Stored dataset items

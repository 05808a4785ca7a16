use std::path::{Path, PathBuf};

use html::{Id, Node, find_node_by_id, find_node_by_id_mut, parse_document, serialize};

/// Monotonic edit counter of one [`Document`]. An index built at an older
/// version may hold values that no longer match the tree.
#[derive(Clone, Copy, Debug, Default, PartialEq, Eq, PartialOrd, Ord, Hash)]
pub struct DocVersion(u64);

/// The single parsed tree being edited, plus the file it came from.
#[derive(Debug, Clone)]
pub struct Document {
    path: PathBuf,
    root: Node,
    version: DocVersion,
}

impl Document {
    pub fn from_markup(path: impl Into<PathBuf>, markup: &str) -> Self {
        Self {
            path: path.into(),
            root: parse_document(markup),
            version: DocVersion::default(),
        }
    }

    pub fn path(&self) -> &Path {
        &self.path
    }

    pub fn root(&self) -> &Node {
        &self.root
    }

    pub fn version(&self) -> DocVersion {
        self.version
    }

    pub fn node(&self, id: Id) -> Option<&Node> {
        find_node_by_id(&self.root, id)
    }

    /// Mutable access to one node. Callers that change the node must follow up
    /// with [`Document::mark_changed`].
    pub(crate) fn node_mut(&mut self, id: Id) -> Option<&mut Node> {
        find_node_by_id_mut(&mut self.root, id)
    }

    pub(crate) fn mark_changed(&mut self) {
        self.version.0 = self.version.0.wrapping_add(1);
    }

    /// Current tree as markup. Does not touch the tree.
    pub fn to_html(&self) -> String {
        serialize(&self.root)
    }
}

**Task instructions**
Find every line in the records above that contains the word "Debug", and copy each one.

**Exercise solution**
#[derive(Clone, Copy, Debug, Default, PartialEq, Eq, PartialOrd, Ord, Hash)]
#[derive(Debug, Clone)]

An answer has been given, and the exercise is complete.